RECORDS FOR THE TASK ::
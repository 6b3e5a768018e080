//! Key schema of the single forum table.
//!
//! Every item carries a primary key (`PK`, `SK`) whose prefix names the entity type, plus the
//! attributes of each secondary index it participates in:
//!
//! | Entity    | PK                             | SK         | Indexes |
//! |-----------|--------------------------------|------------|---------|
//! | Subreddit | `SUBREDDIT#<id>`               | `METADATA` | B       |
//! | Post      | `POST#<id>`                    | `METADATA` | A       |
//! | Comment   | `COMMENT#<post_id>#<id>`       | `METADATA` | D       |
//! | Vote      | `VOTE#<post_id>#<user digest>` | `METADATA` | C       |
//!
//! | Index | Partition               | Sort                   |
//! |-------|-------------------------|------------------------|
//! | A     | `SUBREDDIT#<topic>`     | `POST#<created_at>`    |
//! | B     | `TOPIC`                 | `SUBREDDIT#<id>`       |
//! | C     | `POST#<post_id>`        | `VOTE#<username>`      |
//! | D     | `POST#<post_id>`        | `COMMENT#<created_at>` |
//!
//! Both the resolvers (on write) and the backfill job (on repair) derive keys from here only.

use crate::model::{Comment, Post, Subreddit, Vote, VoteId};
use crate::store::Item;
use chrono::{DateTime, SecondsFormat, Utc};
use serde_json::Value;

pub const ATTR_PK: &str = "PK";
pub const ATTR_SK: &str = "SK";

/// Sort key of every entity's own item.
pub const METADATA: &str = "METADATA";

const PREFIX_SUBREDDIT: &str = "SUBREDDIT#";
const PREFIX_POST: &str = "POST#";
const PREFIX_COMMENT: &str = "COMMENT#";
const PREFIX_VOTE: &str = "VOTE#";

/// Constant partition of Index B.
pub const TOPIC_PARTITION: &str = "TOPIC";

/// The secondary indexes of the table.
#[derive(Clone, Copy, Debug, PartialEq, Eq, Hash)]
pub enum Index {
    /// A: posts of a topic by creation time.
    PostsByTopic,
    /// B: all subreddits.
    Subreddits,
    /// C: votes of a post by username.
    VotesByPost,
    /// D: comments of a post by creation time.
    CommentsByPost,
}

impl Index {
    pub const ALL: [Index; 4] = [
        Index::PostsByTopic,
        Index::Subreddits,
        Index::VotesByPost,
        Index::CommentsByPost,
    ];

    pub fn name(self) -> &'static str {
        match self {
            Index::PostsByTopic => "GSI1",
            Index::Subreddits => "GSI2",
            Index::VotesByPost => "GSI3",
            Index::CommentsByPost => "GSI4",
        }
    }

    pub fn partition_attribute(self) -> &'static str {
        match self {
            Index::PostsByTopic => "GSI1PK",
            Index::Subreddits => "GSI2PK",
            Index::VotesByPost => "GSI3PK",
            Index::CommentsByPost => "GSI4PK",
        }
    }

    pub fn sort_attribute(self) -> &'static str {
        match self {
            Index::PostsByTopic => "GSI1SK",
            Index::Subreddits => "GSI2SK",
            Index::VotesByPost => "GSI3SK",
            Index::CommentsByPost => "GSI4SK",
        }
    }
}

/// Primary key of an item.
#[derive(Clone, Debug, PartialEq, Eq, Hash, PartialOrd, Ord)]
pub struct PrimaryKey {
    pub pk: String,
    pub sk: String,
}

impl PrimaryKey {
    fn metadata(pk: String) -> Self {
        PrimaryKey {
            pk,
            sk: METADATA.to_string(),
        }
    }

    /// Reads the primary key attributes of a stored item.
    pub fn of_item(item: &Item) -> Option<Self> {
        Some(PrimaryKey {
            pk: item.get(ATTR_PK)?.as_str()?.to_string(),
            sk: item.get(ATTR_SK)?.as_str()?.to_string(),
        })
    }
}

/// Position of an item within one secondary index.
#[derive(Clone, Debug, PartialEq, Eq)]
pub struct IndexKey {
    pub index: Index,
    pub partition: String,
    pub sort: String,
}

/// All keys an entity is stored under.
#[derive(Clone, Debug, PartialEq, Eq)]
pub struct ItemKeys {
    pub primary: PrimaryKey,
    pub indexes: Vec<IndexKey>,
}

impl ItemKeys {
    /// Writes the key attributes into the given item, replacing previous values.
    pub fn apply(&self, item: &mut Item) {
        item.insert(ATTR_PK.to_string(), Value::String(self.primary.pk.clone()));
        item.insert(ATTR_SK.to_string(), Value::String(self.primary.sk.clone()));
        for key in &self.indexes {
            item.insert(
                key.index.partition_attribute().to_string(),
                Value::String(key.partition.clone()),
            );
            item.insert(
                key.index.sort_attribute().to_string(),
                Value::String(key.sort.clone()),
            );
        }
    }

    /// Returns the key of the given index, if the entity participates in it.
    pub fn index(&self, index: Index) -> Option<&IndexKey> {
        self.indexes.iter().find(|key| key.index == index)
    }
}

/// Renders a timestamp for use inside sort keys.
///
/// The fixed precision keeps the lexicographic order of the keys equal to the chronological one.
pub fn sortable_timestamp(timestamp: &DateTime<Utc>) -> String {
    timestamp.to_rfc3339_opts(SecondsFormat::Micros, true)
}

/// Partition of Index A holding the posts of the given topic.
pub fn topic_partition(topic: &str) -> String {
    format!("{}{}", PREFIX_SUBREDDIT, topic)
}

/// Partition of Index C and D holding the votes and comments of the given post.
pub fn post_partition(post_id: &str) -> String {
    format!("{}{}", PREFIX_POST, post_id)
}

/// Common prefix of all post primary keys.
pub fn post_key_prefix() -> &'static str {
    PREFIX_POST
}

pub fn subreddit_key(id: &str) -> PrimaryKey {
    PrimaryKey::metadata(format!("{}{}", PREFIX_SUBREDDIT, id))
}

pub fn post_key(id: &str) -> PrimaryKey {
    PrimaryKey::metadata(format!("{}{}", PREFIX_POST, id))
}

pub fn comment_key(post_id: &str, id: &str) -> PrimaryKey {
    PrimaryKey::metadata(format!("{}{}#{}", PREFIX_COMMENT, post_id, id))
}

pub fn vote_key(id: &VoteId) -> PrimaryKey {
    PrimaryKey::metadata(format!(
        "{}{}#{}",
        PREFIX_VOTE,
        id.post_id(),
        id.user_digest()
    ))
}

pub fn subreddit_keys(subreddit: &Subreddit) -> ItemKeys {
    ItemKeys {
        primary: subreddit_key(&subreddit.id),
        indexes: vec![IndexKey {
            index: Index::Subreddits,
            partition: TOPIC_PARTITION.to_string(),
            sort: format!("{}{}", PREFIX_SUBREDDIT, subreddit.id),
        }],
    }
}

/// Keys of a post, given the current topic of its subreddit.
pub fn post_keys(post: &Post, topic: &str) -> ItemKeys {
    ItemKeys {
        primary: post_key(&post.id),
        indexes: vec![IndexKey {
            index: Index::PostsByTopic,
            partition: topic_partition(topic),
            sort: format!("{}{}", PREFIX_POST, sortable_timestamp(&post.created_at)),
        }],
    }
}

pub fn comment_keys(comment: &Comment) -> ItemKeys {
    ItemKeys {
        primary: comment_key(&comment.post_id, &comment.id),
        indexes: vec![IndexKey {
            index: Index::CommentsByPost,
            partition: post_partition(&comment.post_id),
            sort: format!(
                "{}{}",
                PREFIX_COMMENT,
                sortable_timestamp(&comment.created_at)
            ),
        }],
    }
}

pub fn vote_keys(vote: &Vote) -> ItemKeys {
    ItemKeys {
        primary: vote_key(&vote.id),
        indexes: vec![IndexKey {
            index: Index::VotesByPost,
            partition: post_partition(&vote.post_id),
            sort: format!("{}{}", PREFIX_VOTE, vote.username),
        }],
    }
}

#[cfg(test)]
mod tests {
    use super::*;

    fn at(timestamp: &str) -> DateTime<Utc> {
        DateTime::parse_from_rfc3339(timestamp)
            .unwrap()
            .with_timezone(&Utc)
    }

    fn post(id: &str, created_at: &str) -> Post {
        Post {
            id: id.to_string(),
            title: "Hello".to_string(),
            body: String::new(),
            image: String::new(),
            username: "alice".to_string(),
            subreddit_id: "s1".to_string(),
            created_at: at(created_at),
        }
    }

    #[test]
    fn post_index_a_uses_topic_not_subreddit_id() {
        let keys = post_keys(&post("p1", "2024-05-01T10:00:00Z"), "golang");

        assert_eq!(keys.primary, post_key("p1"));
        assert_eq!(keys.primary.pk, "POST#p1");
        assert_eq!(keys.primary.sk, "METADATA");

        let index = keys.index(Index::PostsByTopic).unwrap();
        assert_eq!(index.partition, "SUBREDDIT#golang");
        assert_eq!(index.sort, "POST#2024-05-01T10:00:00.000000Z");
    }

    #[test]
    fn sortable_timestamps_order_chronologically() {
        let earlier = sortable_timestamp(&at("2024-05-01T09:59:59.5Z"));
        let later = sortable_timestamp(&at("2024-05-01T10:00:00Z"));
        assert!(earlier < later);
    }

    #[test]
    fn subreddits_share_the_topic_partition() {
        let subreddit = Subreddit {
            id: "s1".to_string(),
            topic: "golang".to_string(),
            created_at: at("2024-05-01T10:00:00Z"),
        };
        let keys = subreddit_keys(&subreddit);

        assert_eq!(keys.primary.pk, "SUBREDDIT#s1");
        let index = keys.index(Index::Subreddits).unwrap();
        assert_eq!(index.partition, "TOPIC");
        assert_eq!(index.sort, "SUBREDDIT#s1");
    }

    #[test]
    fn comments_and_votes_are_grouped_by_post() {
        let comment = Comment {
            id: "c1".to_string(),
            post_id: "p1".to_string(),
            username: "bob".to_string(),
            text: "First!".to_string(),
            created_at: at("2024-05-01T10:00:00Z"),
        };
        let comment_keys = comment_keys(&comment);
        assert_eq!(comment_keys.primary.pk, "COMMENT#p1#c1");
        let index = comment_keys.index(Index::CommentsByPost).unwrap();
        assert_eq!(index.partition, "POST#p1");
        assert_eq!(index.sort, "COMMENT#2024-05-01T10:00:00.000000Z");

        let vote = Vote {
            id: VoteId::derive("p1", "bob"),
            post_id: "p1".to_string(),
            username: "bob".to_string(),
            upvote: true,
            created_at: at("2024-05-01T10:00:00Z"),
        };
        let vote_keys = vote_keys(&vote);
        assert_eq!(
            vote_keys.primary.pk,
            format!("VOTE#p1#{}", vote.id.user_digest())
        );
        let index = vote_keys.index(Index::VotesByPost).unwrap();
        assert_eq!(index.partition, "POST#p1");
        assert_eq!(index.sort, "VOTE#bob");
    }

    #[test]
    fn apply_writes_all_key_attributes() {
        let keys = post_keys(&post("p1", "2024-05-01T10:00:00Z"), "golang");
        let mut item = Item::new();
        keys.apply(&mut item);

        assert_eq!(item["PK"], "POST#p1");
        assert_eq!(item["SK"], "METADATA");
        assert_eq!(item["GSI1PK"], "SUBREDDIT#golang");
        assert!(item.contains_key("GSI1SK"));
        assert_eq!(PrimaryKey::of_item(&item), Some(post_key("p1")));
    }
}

INSTRUCTIONS TO FOLLOW :: Search the records above for "derive" and copy every line that has it.

TASK OUTPUT ::
//! Both the resolvers (on write) and the backfill job (on repair) derive keys from here only.
#[derive(Clone, Copy, Debug, PartialEq, Eq, Hash)]
#[derive(Clone, Debug, PartialEq, Eq, Hash, PartialOrd, Ord)]
#[derive(Clone, Debug, PartialEq, Eq)]
#[derive(Clone, Debug, PartialEq, Eq)]
            id: VoteId::derive("p1", "bob"),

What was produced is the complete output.